Among crowdfunding issuers, approximately 12.9% of offerings were by issuers that had filed the first Form D notice prior to the first crowdfunding filing and approximately 2.5% of offerings involved issuers that had filed a Form D notice after the first crowdfunding filing. For about 8.6% of offerings, excluding withdrawn crowdfunding offerings, a Form D filing was made within one calendar year before or after the initial crowdfunding filing. Consistent with their young age, the SEC determined that the majority of the crowdfunding issuers were more likely to be new startups rather than “fallen angels.”
Overall, these results suggest that crowdfunding is attracting issuers that have not extensively used other private offering exemptions, such as Regulation D, which is otherwise a very popular private offering exemption among similarly sized issuers as those initially availing themselves of the Crowdfunding market. The initial evidence is points to the fact that Title III, Regulation Crowdfunding is indeed providing a new source of capital for entrepreneurial and small businesses that may not otherwise have had access to capital through alternative capital raising channels.
The white paper also made a point of covering the following facts and figures.:
- There were 163 separate offerings by 156 issuers, seeking a total of approximately $18 million, excluding withdrawn offerings. The median offering amount was $53,000 and the average offering amount was approximately $110,000. However, almost all of the offerings accepted over-subscriptions up to a higher amount (typically close to $1 million) for a total amount of approximately $101 million.
- As of January 15, 2017, approximately $10 million in proceeds was raised in 33 offerings by issuers filing a Form C-U. The median amount raised in these offerings was $171,000 and the average amount raised was approximately $303,000.
- For offerings initiated in 2016, were withdrawn by issuers or associated with an intermediary whose FINRA membership was terminated and funding portal registration withdrawn. These offerings sought a total of approximately $2.3 million (approximately $19.5 million if over-subscriptions are included).
- Most of the offerings solicited in all states.

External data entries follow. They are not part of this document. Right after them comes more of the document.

//! Managed conditional includes in the global git config and the
//! per-persona identity files they point at.

use std::fs;
use std::path::{Path, PathBuf};

use gk_core::naming::sanitize_persona;
use gk_core::{Persona, Platform};

use crate::error::GitError;

pub const INCLUDES_BEGIN: &str = "# BEGIN git-keys managed conditional includes";
pub const INCLUDES_END: &str = "# END git-keys managed conditional includes";

/// One `[includeIf "gitdir:..."]` stanza to write.
#[derive(Debug, Clone, PartialEq, Eq)]
pub struct IncludeEntry {
    pub git_dir: String,
    pub path: PathBuf,
}

/// `.gitconfig-{persona}-{platform}-{account}`
#[must_use]
pub fn identity_file_name(persona: &Persona, platform: &Platform) -> String {
    format!(
        ".gitconfig-{}-{}-{}",
        sanitize_persona(&persona.name),
        platform.kind,
        platform.account
    )
}

/// Directory patterns always end in `/` so git matches the whole tree.
#[must_use]
pub fn normalize_git_dir(pattern: &str) -> String {
    let trimmed = pattern.trim();
    if trimmed.ends_with('/') || trimmed.ends_with("**") {
        trimmed.to_string()
    } else {
        format!("{trimmed}/")
    }
}

/// Identity file body: `[user]` plus URL rewrites onto the persona's routed host.
#[must_use]
pub fn render_identity_file(persona: &Persona, platform: &Platform) -> String {
    let host = platform.ssh_host();
    let routed = gk_core::naming::host_alias(&host, &persona.name);
    format!(
        "# Git configuration for {name} <{email}>\n\
         # Platform: {kind}/{account}\n\
         # Managed by git-keys\n\
         \n\
         [user]\n\
         \tname = {name}\n\
         \temail = {email}\n\
         \n\
         [url \"git@{routed}:\"]\n\
         \tinsteadOf = git@{host}:\n\
         \tinsteadOf = https://{host}/\n",
        name = persona.name,
        email = persona.email,
        kind = platform.kind,
        account = platform.account,
    )
}

fn render_includes(entries: &[IncludeEntry]) -> String {
    let mut out = String::from(INCLUDES_BEGIN);
    out.push('\n');
    for entry in entries {
        out.push_str(&format!(
            "[includeIf \"gitdir:{}\"]\n\tpath = {}\n",
            entry.git_dir,
            entry.path.display()
        ));
    }
    out.push_str(INCLUDES_END);
    out.push('\n');
    out
}

fn managed_span(text: &str) -> Option<(usize, usize)> {
    let start = text.find(INCLUDES_BEGIN)?;
    let end = text[start..].find(INCLUDES_END)? + start + INCLUDES_END.len();
    Some((start, end))
}

/// Replace the managed includes block, or append one.
#[must_use]
pub fn upsert_includes(text: &str, entries: &[IncludeEntry]) -> String {
    let block = render_includes(entries);
    match managed_span(text) {
        Some((start, end)) => {
            let before = text[..start].trim_end_matches('\n');
            let after = text[end..].trim_start_matches('\n');
            let mut out = String::new();
            if !before.is_empty() {
                out.push_str(before);
                out.push_str("\n\n");
            }
            out.push_str(&block);
            out.push_str(after);
            out
        }
        None => {
            let before = text.trim_end_matches('\n');
            if before.is_empty() {
                block
            } else {
                format!("{before}\n\n{block}")
            }
        }
    }
}

/// Drop the managed includes block; `None` when there is none.
#[must_use]
pub fn remove_includes(text: &str) -> Option<String> {
    let (start, end) = managed_span(text)?;
    let before = text[..start].trim_end_matches('\n');
    let after = text[end..].trim_start_matches('\n');
    let mut out = before.to_string();
    if !out.is_empty() {
        out.push('\n');
    }
    out.push_str(after);
    Some(out)
}

/// The global git config file and the identity files beside it.
#[derive(Debug, Clone)]
pub struct GitConfigFile {
    path: PathBuf,
}

impl GitConfigFile {
    #[must_use]
    pub fn new(path: impl Into<PathBuf>) -> Self {
        Self { path: path.into() }
    }

    #[must_use]
    pub fn path(&self) -> &Path {
        &self.path
    }

    fn read(&self) -> Result<String, GitError> {
        match fs::read_to_string(&self.path) {
            Ok(text) => Ok(text),
            Err(error) if error.kind() == std::io::ErrorKind::NotFound => Ok(String::new()),
            Err(error) => Err(GitError::io(&self.path, error)),
        }
    }

    /// Copy to `{path}.backup-git-keys` when the file exists.
    ///
    /// # Errors
    ///
    /// Fails when the copy cannot be written.
    pub fn backup(&self) -> Result<Option<PathBuf>, GitError> {
        if !self.path.exists() {
            return Ok(None);
        }
        let mut name = self.path.as_os_str().to_os_string();
        name.push(".backup-git-keys");
        let target = PathBuf::from(name);
        fs::copy(&self.path, &target).map_err(|e| GitError::io(&target, e))?;
        Ok(Some(target))
    }

    /// Write `body` to `dir/name`; returns the written path.
    ///
    /// # Errors
    ///
    /// Fails when the file cannot be written.
    pub fn write_identity_file(dir: &Path, name: &str, body: &str) -> Result<PathBuf, GitError> {
        let target = dir.join(name);
        fs::write(&target, body).map_err(|e| GitError::io(&target, e))?;
        tracing::debug!(path = %target.display(), "wrote identity file");
        Ok(target)
    }

    /// Replace the managed includes block.
    ///
    /// # Errors
    ///
    /// Fails on read or write errors.
    pub fn apply_includes(&self, entries: &[IncludeEntry]) -> Result<(), GitError> {
        let text = self.read()?;
        fs::write(&self.path, upsert_includes(&text, entries))
            .map_err(|e| GitError::io(&self.path, e))?;
        tracing::info!(path = %self.path.display(), count = entries.len(), "updated conditional includes");
        Ok(())
    }

    /// Remove the managed includes block; returns whether one existed.
    ///
    /// # Errors
    ///
    /// Fails on read or write errors.
    pub fn remove_includes(&self) -> Result<bool, GitError> {
        let text = self.read()?;
        let Some(out) = remove_includes(&text) else {
            return Ok(false);
        };
        fs::write(&self.path, out).map_err(|e| GitError::io(&self.path, e))?;
        Ok(true)
    }
}

#[cfg(test)]
mod tests {
    use super::*;
    use gk_core::PlatformKind;
    use pretty_assertions::assert_eq;

    fn persona() -> Persona {
        Persona {
            name: "work".into(),
            email: "dev@acme.io".into(),
            platforms: vec![Platform::new(
                PlatformKind::GitLab,
                "dev".into(),
                Some("https://gitlab.acme.io".into()),
            )],
        }
    }

    #[test]
    fn identity_file_rewrites_to_routed_host() {
        let persona = persona();
        let body = render_identity_file(&persona, &persona.platforms[0]);
        assert!(body.contains("\temail = dev@acme.io\n"));
        assert!(body.contains("[url \"git@gitlab.acme.io.work:\"]"));
        assert!(body.contains("\tinsteadOf = https://gitlab.acme.io/\n"));
        assert_eq!(
            identity_file_name(&persona, &persona.platforms[0]),
            ".gitconfig-work-gitlab-dev"
        );
    }

    #[test]
    fn includes_block_replaced_and_removed() {
        let user = "[user]\n\tname = Octo\n";
        let entries = vec![IncludeEntry {
            git_dir: normalize_git_dir("~/work"),
            path: PathBuf::from("/home/dev/.gitconfig-work-github-octo"),
        }];
        let once = upsert_includes(user, &entries);
        assert!(once.starts_with(user));
        assert!(once.contains("[includeIf \"gitdir:~/work/\"]\n\tpath = /home/dev/.gitconfig-work-github-octo\n"));

        let twice = upsert_includes(&once, &entries);
        assert_eq!(twice, once);

        let removed = remove_includes(&twice).expect("block present");
        assert_eq!(removed, user);
        assert!(remove_includes(user).is_none());
    }

    #[test]
    fn written_includes_are_rediscovered() {
        let entries = vec![IncludeEntry {
            git_dir: "~/oss/".into(),
            path: PathBuf::from("/h/.gitconfig-oss"),
        }];
        let text = upsert_includes("", &entries);
        let found = crate::identity::parse_includes(&text, Path::new("/h"));
        assert_eq!(found, vec![("~/oss/".to_string(), PathBuf::from("/h/.gitconfig-oss"))]);
    }
}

- The most popular type of security was equity, followed by “simple agreements for future equity” and debt.
- The most popular state of incorporation for issuers was Delaware and the most popular principal place of business for issuers was California.
- The median issuer had under $50,000 in assets, under $5,000 in cash, $10,000 in debt, no revenues, and three employees. Approximately 40% of the issuers reported positive revenue and approximately 9% of the issuers reported a net profit in the most recent fiscal year. Among the issuers that reported non-zero assets in the prior fiscal year, the median growth rate was approximately 15%.
- 21 intermediaries, including 13 funding portals and 8 broker-dealers, were involved in the offerings. As of December 31, 2016, funding portals have registered with the SEC and FINRA and one funding portal had its FINRA membership terminated and withdrew its SEC registration. The median intermediary percentage fee was 5%, and intermediaries took a financial interest in the issuer in approximately 16% of the offerings.